Ein Gutachter von der Dekra hat den Hergang detailliert rekonstruiert. Zum Glück konnte er nicht nur auf den Fahrtenschreiber zurückgreifen, sondern auch auf ein Video. Denn es stellten sich mehrere Fragen: Ist der Busfahrer zu schnell abgebogen? Hat er zu langsam reagiert? Wie gut war die Sicht auf den Fußgängerüberweg? Hätte er den Mann sehen müssen?

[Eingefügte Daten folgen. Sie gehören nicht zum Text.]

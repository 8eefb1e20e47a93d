use std::path::{Path, PathBuf};

use crate::core::models::{ConfigError, SearchConfig};
use crate::global_constants;

pub struct ConfigStore {
    config_path: PathBuf,
}

impl ConfigStore {
    pub fn at(config_path: impl Into<PathBuf>) -> Self {
        Self {
            config_path: config_path.into(),
        }
    }

    pub fn default_location() -> Self {
        Self::at(Self::get_config_file_path())
    }

    pub fn config_path(&self) -> &Path {
        &self.config_path
    }

    pub fn load(&self) -> Result<SearchConfig, ConfigError> {
        if !self.config_path.exists() {
            log::info!(
                "{} No config file found, creating {:?}",
                global_constants::LOG_TAG_CONFIG,
                self.config_path
            );
            let default_config = SearchConfig::default();
            self.save(&default_config)?;
            return Ok(default_config);
        }

        let contents = std::fs::read_to_string(&self.config_path).map_err(|source| {
            ConfigError::Io {
                path: self.config_path.clone(),
                source,
            }
        })?;
        let config: SearchConfig =
            serde_json::from_str(&contents).map_err(|source| ConfigError::Corrupt {
                path: self.config_path.clone(),
                source,
            })?;

        log::info!(
            "{} Loaded config from {:?}",
            global_constants::LOG_TAG_CONFIG,
            self.config_path
        );
        log::debug!(
            "{} Query: {:?}, days: {}",
            global_constants::LOG_TAG_CONFIG,
            config.query,
            config.day_restrict
        );

        Ok(config)
    }

    /// Writes to a sibling temp file first so a failed write never truncates
    /// the existing config.
    pub fn save(&self, config: &SearchConfig) -> Result<(), ConfigError> {
        let io_error = |source: std::io::Error| ConfigError::Io {
            path: self.config_path.clone(),
            source,
        };

        if let Some(parent) = self.config_path.parent() {
            if !parent.as_os_str().is_empty() {
                std::fs::create_dir_all(parent).map_err(io_error)?;
            }
        }

        let contents = serde_json::to_string_pretty(config)?;
        let temp_path = self.config_path.with_extension("json.tmp");
        std::fs::write(&temp_path, contents).map_err(io_error)?;
        std::fs::rename(&temp_path, &self.config_path).map_err(io_error)?;

        log::info!(
            "{} Saved config to {:?}",
            global_constants::LOG_TAG_CONFIG,
            self.config_path
        );
        Ok(())
    }

    fn get_config_file_path() -> PathBuf {
        match dirs::config_dir() {
            Some(config_dir) => config_dir
                .join(global_constants::APPLICATION_DIR_NAME)
                .join(global_constants::CONFIG_FILE_NAME),
            None => {
                log::warn!(
                    "{} Could not find config directory, using working directory",
                    global_constants::LOG_TAG_CONFIG
                );
                PathBuf::from(global_constants::CONFIG_FILE_NAME)
            }
        }
    }
}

Penibel habe der Sachverständige das tragische Geschehen vom 30. November 2022 rekonstruiert, um diese Fragen zu beantworten, so Heymann. Denn von dem schockierten Busfahrer kam nicht viel: Der konnte noch nicht einmal sagen, ob der Fußgänger von rechts oder von links kam.
Nicht zu schnell, keine Sicht
Der Gutachter stellte fest, dass der Bus ein Tempo zwischen 19 und 25 Kilometer pro Stunde hatte, als er den Fußgänger rammte. Das war nicht übermäßig schnell. Die Reaktionszeit des Fahrers war normal. Was sich aus dem Kurvenradius und dem Lichtkegel der Scheinwerfer auch ergab: Der Fahrer konnte den dunkel gekleideten Mann nicht erkennen. Sein Weg war einfach unglücklich. „Ein, zwei Sekunden später, und es wäre nichts passiert“, fasste Heymann zusammen. Der Busfahrer habe „einen kleinen Fehler mit den größtmöglichen Folgen“ begangen.
Was macht ein Richter damit? Da gab es zwischen ihm, dem Staatsanwalt und auch dem Verteidiger keinen Streit: Gar keine Strafe, das ging nicht. Aber eine Verwarnung mit Strafvorbehalt erschien angemessen, neben einem Bußgeld. Das bedeutet: Der Busfahrer muss eine Strafe zahlen, wenn er sich in den nächsten zwei Jahren etwas zuschulden kommen lässt. Dann werden 90 Tagessätze zu je 40 Euro fällig. Der Satz spiegelt das Einkommen des Fahrers wider; 2200 bis 2300 Euro netto im Monat.
Auf jeden Fall muss der 37-Jährige 800 Euro Buße bezahlen; dafür hat er 20 Monate Zeit. Das Geld fließt an die Hinterbliebenen des Mannes, der mit 54 Jahren aus dem Leben gerissen wurde. Dass mit dem Bußgeld für die Betroffenen nicht viel gewonnen ist, betonte Richter Heymann mit Blick in ihre Richtung: „So etwas kann man nicht ausgleichen.“ Das weiß auch der Busfahrer.